Task prompt:
How many lines in the listing below include the word "usecase"? Reply with the count alone.
** Provided records follows **
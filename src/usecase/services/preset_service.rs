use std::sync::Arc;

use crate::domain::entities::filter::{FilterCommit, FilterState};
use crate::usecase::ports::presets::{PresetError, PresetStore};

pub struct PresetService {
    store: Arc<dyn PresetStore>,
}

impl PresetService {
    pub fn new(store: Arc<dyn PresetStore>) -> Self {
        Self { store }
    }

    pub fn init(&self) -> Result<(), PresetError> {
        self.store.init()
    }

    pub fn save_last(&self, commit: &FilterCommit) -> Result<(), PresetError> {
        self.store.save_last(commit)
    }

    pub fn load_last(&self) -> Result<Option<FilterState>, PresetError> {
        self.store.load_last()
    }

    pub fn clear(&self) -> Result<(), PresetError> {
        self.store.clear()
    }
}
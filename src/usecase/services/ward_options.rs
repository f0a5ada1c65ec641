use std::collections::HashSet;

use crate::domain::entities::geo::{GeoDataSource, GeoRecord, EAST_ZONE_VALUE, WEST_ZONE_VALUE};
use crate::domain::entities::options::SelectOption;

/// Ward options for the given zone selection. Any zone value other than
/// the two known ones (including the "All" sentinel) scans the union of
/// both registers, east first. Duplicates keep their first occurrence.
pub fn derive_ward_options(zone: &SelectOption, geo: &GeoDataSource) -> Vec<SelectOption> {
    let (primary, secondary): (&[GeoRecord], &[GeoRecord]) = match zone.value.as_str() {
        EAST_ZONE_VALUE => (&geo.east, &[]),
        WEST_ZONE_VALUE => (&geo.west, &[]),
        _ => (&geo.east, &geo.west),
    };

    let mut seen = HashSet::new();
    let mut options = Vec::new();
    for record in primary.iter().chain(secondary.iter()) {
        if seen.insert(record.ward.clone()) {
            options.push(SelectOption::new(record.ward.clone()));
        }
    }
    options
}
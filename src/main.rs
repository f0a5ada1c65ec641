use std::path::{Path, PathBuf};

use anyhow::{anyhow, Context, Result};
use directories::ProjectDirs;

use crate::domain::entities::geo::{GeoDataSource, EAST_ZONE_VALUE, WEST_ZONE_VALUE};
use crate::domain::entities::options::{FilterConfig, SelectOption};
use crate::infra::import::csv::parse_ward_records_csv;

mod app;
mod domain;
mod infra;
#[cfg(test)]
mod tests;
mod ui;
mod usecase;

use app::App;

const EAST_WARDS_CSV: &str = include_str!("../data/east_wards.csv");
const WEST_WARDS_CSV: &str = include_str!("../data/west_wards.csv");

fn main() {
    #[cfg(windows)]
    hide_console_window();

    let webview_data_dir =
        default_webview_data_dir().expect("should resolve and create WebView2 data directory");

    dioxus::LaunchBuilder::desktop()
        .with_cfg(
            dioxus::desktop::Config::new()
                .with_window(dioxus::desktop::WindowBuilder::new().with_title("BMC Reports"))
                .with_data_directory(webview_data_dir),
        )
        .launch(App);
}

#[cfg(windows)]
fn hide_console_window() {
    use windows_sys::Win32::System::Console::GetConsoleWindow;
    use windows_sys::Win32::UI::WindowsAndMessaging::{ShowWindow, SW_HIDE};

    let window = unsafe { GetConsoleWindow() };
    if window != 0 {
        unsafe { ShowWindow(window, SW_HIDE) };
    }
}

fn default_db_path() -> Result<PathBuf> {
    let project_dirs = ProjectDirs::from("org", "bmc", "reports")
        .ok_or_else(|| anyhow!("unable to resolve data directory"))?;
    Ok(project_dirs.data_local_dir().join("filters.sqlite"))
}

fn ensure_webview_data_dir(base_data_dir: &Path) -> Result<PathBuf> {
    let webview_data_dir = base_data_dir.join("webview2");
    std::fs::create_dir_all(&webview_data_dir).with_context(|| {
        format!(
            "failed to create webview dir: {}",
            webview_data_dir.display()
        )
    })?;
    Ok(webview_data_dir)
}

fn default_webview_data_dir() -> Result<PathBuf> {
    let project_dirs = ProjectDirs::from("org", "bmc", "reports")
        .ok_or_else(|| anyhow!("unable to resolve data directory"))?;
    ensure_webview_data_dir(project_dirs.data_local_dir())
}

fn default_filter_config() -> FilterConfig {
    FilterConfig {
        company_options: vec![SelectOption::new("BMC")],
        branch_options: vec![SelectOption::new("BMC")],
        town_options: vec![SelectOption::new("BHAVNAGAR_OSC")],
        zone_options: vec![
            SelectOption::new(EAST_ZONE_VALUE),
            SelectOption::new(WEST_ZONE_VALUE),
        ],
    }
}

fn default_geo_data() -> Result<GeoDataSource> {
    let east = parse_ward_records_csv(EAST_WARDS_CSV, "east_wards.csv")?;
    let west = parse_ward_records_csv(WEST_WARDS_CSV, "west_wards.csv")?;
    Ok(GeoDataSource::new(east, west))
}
** End of Provided records **
Output of the exercise:
4